As the psychedelic era reached its frenzied pitch in late
1967, as even the earthen-blues Stones were dressing up like wizards and
peddling lysergic premonitions, Bob Dylan was looking back and bucking trends by
issuing the stripped John Wesley Harding
from his tree-lined retreat in Woodstock, New York. That record, as well as
another by Dylan’s neighbors and collaborators The Band, completely shifted
Rock & Roll from the cosmos to the farm in 1968, and pretty soon hippies
across the nation were rambling about “getting it together in the country.”
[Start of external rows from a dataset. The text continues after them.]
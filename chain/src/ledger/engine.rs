//! Ledger orchestration.
//!
//! The ledger wires together:
//!
//! - a [`VoteStore`] for persistence,
//! - a [`BlockValidator`] for per-block predicates,
//! - a [`ForkChoice`] for chain replacement,
//! - a [`TxPool`] of admitted but unconfirmed ballots, and
//! - the [`ElectionContract`] that gates admission and tallies results.
//!
//! Rule violations on the mutating paths are reported as sentinels
//! (`Option` / `bool`) and logged; `Result` is reserved for crypto,
//! persistence and corrupt stored data. Chain writes to the store happen
//! after the in-memory append and are logged on failure, so a crash in
//! between can lose the newest block.

use std::collections::HashSet;
use std::sync::Arc;

use crate::consensus::wire::ChainSnapshot;
use crate::tally::ElectionContract;
use crate::types::{
    Block, BlockSummary, Transaction, VoteData, Voter, is_sha256, millis_to_utc,
};

use super::config::LedgerConfig;
use super::error::{LedgerError, StateError, ValidationError};
use super::fork_choice::ForkChoice;
use super::pool::TxPool;
use super::store::VoteStore;
use super::validator::BlockValidator;

/// Length in hex characters of a 16-byte IV.
const IV_HEX_LEN: usize = 32;

fn is_hex(s: &str) -> bool {
    !s.is_empty() && s.len() % 2 == 0 && s.bytes().all(|b| b.is_ascii_hexdigit())
}

/// Single-node ledger, generic over:
///
/// - `S`: storage backend implementing [`VoteStore`],
/// - `V`: block validator implementing [`BlockValidator`],
/// - `F`: fork-choice rule implementing [`ForkChoice`].
///
/// The chain always holds at least the genesis block.
pub struct Ledger<S: ?Sized, V, F> {
    config: LedgerConfig,
    store: Arc<S>,
    validator: V,
    fork_choice: F,
    chain: Vec<Block>,
    pending: TxPool,
    confirmed: HashSet<String>,
    contract: ElectionContract<S>,
}
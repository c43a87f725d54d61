//! Voting node binary.
//!
//! Serves the blockchain API under `/api/blockchain` on top of the
//! `votechain` crate:
//!
//! - vote submission, relay and mining,
//! - longest-chain synchronisation with the configured peers,
//! - tally results and election reference data,
//! - `GET /health` and a Prometheus `/metrics` endpoint.
//!
//! A background task re-runs the tally every `--tally-interval-secs`.

mod config;
mod routes;
mod state;

use std::sync::Arc;
use std::time::Duration;

use clap::Parser;
use tokio::signal;
use tracing_subscriber::EnvFilter;

use votechain::{DynVoteStore, InMemoryStore, LedgerError, MetricsRegistry, RocksDbStore};

use config::ApiConfig;
use state::{AppState, SharedState};

#[tokio::main]
async fn main() {
    tracing_subscriber::fmt()
        .with_env_filter(
            EnvFilter::try_from_default_env()
                .unwrap_or_else(|_| EnvFilter::new("votechain_gateway=info,votechain=info")),
        )
        .init();

    let api_cfg = ApiConfig::parse();
    if let Err(e) = run(api_cfg).await {
        tracing::error!("fatal error: {e}");
        std::process::exit(1);
    }
}

async fn run(api_cfg: ApiConfig) -> Result<(), String> {
    let chain_cfg = api_cfg.chain_config();

    let metrics = Arc::new(
        MetricsRegistry::new()
            .map_err(|e| format!("failed to initialise metrics registry: {e}"))?,
    );

    // ---------------------------
    // Storage + ledger
    // ---------------------------

    let store: Arc<DynVoteStore> = if api_cfg.in_memory {
        tracing::warn!("running with in-memory storage; nothing survives a restart");
        Arc::new(InMemoryStore::new())
    } else {
        let store = RocksDbStore::open(&chain_cfg.storage).map_err(|e| {
            format!(
                "failed to open RocksDB store at {}: {e}",
                chain_cfg.storage.path
            )
        })?;
        Arc::new(store)
    };

    let app_state: SharedState = Arc::new(
        AppState::build(&chain_cfg, store, metrics, api_cfg.dev_mode)
            .map_err(|e| format!("failed to open ledger: {e}"))?,
    );

    tracing::info!(
        node = %chain_cfg.peers.node_address,
        peers = app_state.coordinator.peers().len(),
        difficulty = chain_cfg.ledger.mining_difficulty,
        "node initialised"
    );

    // ---------------------------
    // Background tally loop
    // ---------------------------

    let interval = chain_cfg.tally.refresh_interval;
    if !interval.is_zero() {
        let tally_state = app_state.clone();
        tokio::spawn(async move {
            run_tally_loop(tally_state, interval).await;
        });
    }

    // ---------------------------
    // HTTP router
    // ---------------------------

    let app = routes::router(app_state, chain_cfg.metrics.enabled);

    tracing::info!("voting node listening on http://{}", api_cfg.listen);

    let listener = tokio::net::TcpListener::bind(api_cfg.listen)
        .await
        .map_err(|e| format!("failed to bind {}: {e}", api_cfg.listen))?;

    axum::serve(listener, app)
        .with_graceful_shutdown(shutdown_signal())
        .await
        .map_err(|e| format!("API server error: {e}"))?;

    Ok(())
}

/// Periodically replays the chain into fresh results.
async fn run_tally_loop(state: SharedState, interval: Duration) {
    tracing::info!("tally loop running with interval {}s", interval.as_secs());

    let mut ticker = tokio::time::interval(interval);
    loop {
        ticker.tick().await;

        match routes::results::compute_results(&state).await {
            Ok(results) => {
                tracing::debug!(
                    votes = results.total_votes_received,
                    "background tally refreshed"
                );
            }
            Err(LedgerError::NotFound(what)) => {
                tracing::debug!("skipping tally: {what} not found");
            }
            Err(e) => {
                tracing::warn!("background tally failed: {e}");
            }
        }
    }
}

/// Waits for Ctrl-C and returns, used for graceful shutdown.
async fn shutdown_signal() {
    let _ = signal::ctrl_c().await;
    tracing::info!("shutdown signal received");
}
//! Block validity predicates for the ledger.
//!
//! This module implements concrete block validators that plug into the
//! ledger via [`crate::ledger::validator::BlockValidator`].
//!
//! It currently provides:
//!
//! - [`base::BaseValidity`]: cheap structural, size and per-block
//!   double-vote checks.
//! - [`link::LinkValidity`]: index continuity, parent linkage, hash
//!   recomputation, sealing difficulty and Merkle root.

pub mod base;
pub mod link;

pub use base::BaseValidity;
pub use link::LinkValidity;
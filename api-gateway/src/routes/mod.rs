//! HTTP routes.
//!
//! The blockchain API is mounted under [`API_PREFIX`]; `/health` and
//! `/metrics` sit at the root.

use axum::{Router, routing::get};

use votechain::consensus::API_PREFIX;

use crate::state::SharedState;

pub mod blockchain;
pub mod health;
pub mod metrics;
pub mod response;
pub mod results;

/// Builds the full router around `state`.
pub fn router(state: SharedState, metrics_enabled: bool) -> Router {
    let api = blockchain::router().merge(results::router());

    let mut app = Router::new()
        .route("/health", get(health::health))
        .nest(API_PREFIX, api);
    if metrics_enabled {
        app = app.route("/metrics", get(metrics::metrics));
    }
    app.with_state(state)
}

#[cfg(test)]
mod tests {
    use super::*;
    use std::sync::Arc;

    use axum::{
        body::{Body, to_bytes},
        http::{Request, StatusCode, header},
    };
    use chrono::{Duration, Utc};
    use serde_json::{Value, json};
    use tower::ServiceExt;

    use votechain::{
        Announcement, Candidate, ChainConfig, DynVoteStore, InMemoryStore, MetricsRegistry,
        VoteStore,
    };

    use crate::state::AppState;

    fn dummy_state() -> SharedState {
        let store = Arc::new(InMemoryStore::new());
        let now = Utc::now();
        store
            .write_announcement(&Announcement {
                start_time_voting: now - Duration::hours(1),
                end_time_voting: now + Duration::hours(1),
                num_of_voters: 2,
                num_of_candidates: 1,
                date_created: now - Duration::days(1),
            })
            .expect("announcement");
        store
            .write_candidates(&[Candidate {
                code: "1".to_string(),
                name: "Ana".to_string(),
                party: "MPLA".to_string(),
                acronym: "MPLA".to_string(),
                status: "active".to_string(),
                num_votes: 0,
            }])
            .expect("candidates");
        store
            .write_voter_citizen_relation("AO-1", "voter-0001")
            .expect("relation");

        let mut cfg = ChainConfig::default();
        cfg.ledger.mining_difficulty = 1;
        let store: Arc<DynVoteStore> = store;
        let metrics = Arc::new(MetricsRegistry::new().expect("metrics"));
        Arc::new(AppState::build(&cfg, store, metrics, false).expect("state"))
    }

    async fn call(state: &SharedState, req: Request<Body>) -> (StatusCode, Value) {
        let resp = router(state.clone(), true)
            .oneshot(req)
            .await
            .expect("response");
        let status = resp.status();
        let bytes = to_bytes(resp.into_body(), usize::MAX).await.expect("body");
        (status, serde_json::from_slice(&bytes).unwrap_or(Value::Null))
    }

    fn fetch(uri: &str) -> Request<Body> {
        Request::builder().uri(uri).body(Body::empty()).expect("request")
    }

    fn post(uri: &str, body: Value) -> Request<Body> {
        Request::builder()
            .method("POST")
            .uri(uri)
            .header(header::CONTENT_TYPE, "application/json")
            .body(Body::from(body.to_string()))
            .expect("request")
    }

    #[tokio::test]
    async fn health_reports_genesis_height() {
        let state = dummy_state();
        let (status, body) = call(&state, fetch("/health")).await;

        assert_eq!(status, StatusCode::OK);
        assert_eq!(body["status"], "ok");
        assert_eq!(body["height"], 1);
    }

    #[tokio::test]
    async fn blockchain_root_returns_envelope_with_chain() {
        let state = dummy_state();
        let (status, body) = call(&state, fetch("/api/blockchain")).await;

        assert_eq!(status, StatusCode::OK);
        assert_eq!(body["success"], true);
        assert_eq!(body["data"]["chain"].as_array().map(Vec::len), Some(1));
        assert_eq!(body["data"]["chain"][0]["blockHeader"]["previousBlockHash"], "-");
    }

    #[tokio::test]
    async fn transaction_validation_statuses() {
        let state = dummy_state();

        let (status, body) = call(
            &state,
            post("/api/blockchain/transaction", json!({ "choiceCode": "1" })),
        )
        .await;
        assert_eq!(status, StatusCode::BAD_REQUEST);
        assert_eq!(body["success"], false);
        assert_eq!(body["message"], "Missing required field: identifier");

        let (status, _) = call(
            &state,
            post(
                "/api/blockchain/transaction",
                json!({ "identifier": "AO-1", "choiceCode": "abc" }),
            ),
        )
        .await;
        assert_eq!(status, StatusCode::BAD_REQUEST);

        let (status, _) = call(
            &state,
            post(
                "/api/blockchain/transaction",
                json!({ "identifier": "AO-404", "choiceCode": 1 }),
            ),
        )
        .await;
        assert_eq!(status, StatusCode::UNAUTHORIZED);
    }

    #[tokio::test]
    async fn vote_mine_and_tally_round_trip() {
        let state = dummy_state();

        let (status, body) = call(
            &state,
            post(
                "/api/blockchain/transaction",
                json!({ "identifier": "AO-1", "choiceCode": 1, "secret": "pin" }),
            ),
        )
        .await;
        assert_eq!(status, StatusCode::CREATED);
        assert_eq!(body["data"]["data"]["identifier"], "voter-0001");

        let (status, _) = call(
            &state,
            post(
                "/api/blockchain/transaction",
                json!({ "identifier": "AO-1", "choiceCode": 1 }),
            ),
        )
        .await;
        assert_eq!(status, StatusCode::CONFLICT);

        let (status, body) = call(&state, fetch("/api/blockchain/mine")).await;
        assert_eq!(status, StatusCode::OK);
        assert_eq!(body["data"]["consensus"]["source"], "local");
        let hash = body["data"]["block"]["blockHeader"]["blockHash"]
            .as_str()
            .expect("hash")
            .to_string();

        let (status, body) = call(&state, fetch("/api/blockchain/blocks")).await;
        assert_eq!(status, StatusCode::OK);
        assert_eq!(body["data"].as_array().map(Vec::len), Some(2));

        let (status, body) =
            call(&state, fetch(&format!("/api/blockchain/block-detail/{hash}"))).await;
        assert_eq!(status, StatusCode::OK);
        assert_eq!(body["data"]["blockIndex"], 1);

        let (status, _) = call(&state, fetch("/api/blockchain/block-detail/unknown")).await;
        assert_eq!(status, StatusCode::NOT_FOUND);

        let (status, _) = call(&state, fetch("/api/blockchain/get-results-computed")).await;
        assert_eq!(status, StatusCode::NOT_FOUND);

        let (status, body) = call(&state, fetch("/api/blockchain/get-results")).await;
        assert_eq!(status, StatusCode::OK);
        assert_eq!(body["data"]["totalVotesReceived"], 1);

        let (status, body) = call(&state, fetch("/api/blockchain/get-results-computed")).await;
        assert_eq!(status, StatusCode::OK);
        assert_eq!(body["data"]["totalVotesReceived"], 1);

        let (_, body) = call(&state, fetch("/api/blockchain/voters")).await;
        assert_eq!(body["data"].as_array().map(Vec::len), Some(1));
    }

    #[tokio::test]
    async fn gossip_endpoints_reject_bad_payloads() {
        let state = dummy_state();

        let (status, body) = call(
            &state,
            post("/api/blockchain/receive-new-block", json!({ "hash": "x" })),
        )
        .await;
        assert_eq!(status, StatusCode::BAD_REQUEST);
        assert_eq!(body["message"], "Invalid block data");

        let (status, _) = call(&state, post("/api/blockchain/synchronize-chain", json!({}))).await;
        assert_eq!(status, StatusCode::BAD_REQUEST);

        // Same length as the local chain: not preferred.
        let chain = state.ledger.lock().await.get_chain().to_vec();
        let (status, body) = call(
            &state,
            post("/api/blockchain/synchronize-chain", json!({ "chain": chain })),
        )
        .await;
        assert_eq!(status, StatusCode::BAD_REQUEST);
        assert_eq!(body["message"], "Failed to synchronize chain");
    }

    #[tokio::test]
    async fn metrics_endpoint_exposes_ledger_counters() {
        let state = dummy_state();
        call(&state, fetch("/api/blockchain/mine")).await;

        let resp = router(state.clone(), true)
            .oneshot(fetch("/metrics"))
            .await
            .expect("response");
        assert_eq!(resp.status(), StatusCode::OK);
        let bytes = to_bytes(resp.into_body(), usize::MAX).await.expect("body");
        let text = String::from_utf8(bytes.to_vec()).expect("utf8");
        assert!(text.contains("votechain_ledger_blocks_mined_total 1"));
    }
}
It’s ironic that Dylan was such a leader in this movement
since he both hated being thought of as a leader and he hated hippies. In fact,
he’d essentially abandoned the leftist politics that won his original following
to become pretty conservative— perhaps not incidentally, the prevailing
political stance of pre-hippie-influx Woodstock—following the lead of manager
Albert Grossman into an odd-bedfellow balance of rustic living and materialism,
and even privately voicing support for segregationist George Wallace. Nevertheless,
the hippies flooded Woodstock, tried their best to get to Dylan, and staged the
most famous outdoor festival in rock history.
In his new book Small
Town Talk: Bob Dylan, The Band, Van Morrison, Janis Joplin, Jimi Hendrix, & Friends in the Wild Years of Woodstock, Barney Hoskyns fortunately devotes a mere chapter to those three
days of peace, love, and music, because the Woodstock Festival has been
examined and examined and examined in plenty of other places. Yet, it is also
the climactic event in a story that begins with Grossman’s move to that New
York community in 1963, builds through Dylan’s retreat and The Band’s emergence
as artists in their own rights, and downslides with sad tales of
over-commercialization and over-hype. We lose The Band’s Richard Manuel, Rick Danko, and Levon Helm before the tale is over. Long before then, Helm and
Robbie Robertson split bitterly. Ditto Dylan and Grossman. Doomed souls such as
Jimi Hendrix and Janis Joplin end up in Woodstock on their way out of this
mortal coil. For too many, “getting it together in the country” meant hard
drugs and early death. Others, such as Dylan and Van Morrison, managed to
extricate themselves from a place they initially deemed enchanting but
ultimately regarded as a toxic zone.
Hoskyns keeps his authorial distance for the most part, though
he cannot hide his own enchantment with the storied burg, rendering its
striking sights, sounds, and smells in three vivid dimensions, and the way he
occasionally jumps into the present to detail its thriving music and art scene rescues
his story from the tragedy bin. There may have been some serious downsides to
the old, old Woodstock scene, but this story is fleet-footed, full of
creativity, and peopled with a dazzling array of artists, from those previously
mentioned to George Harrison, Patti Smith, The Isley Brothers, and the Rolling Stones. And the
focus on Todd Rundgren’s wacky glam/prog exploits throughout the seventies that
ends the book rescues the story from being a prolonged hippie-fest. Plus, a
story that results in the creation of The
Basement Tapes, Music from Big Pink,
Pearl, Moondance, Something/Anything?
and possibly even All Things Must Pass
can’t really be called an unhappy one.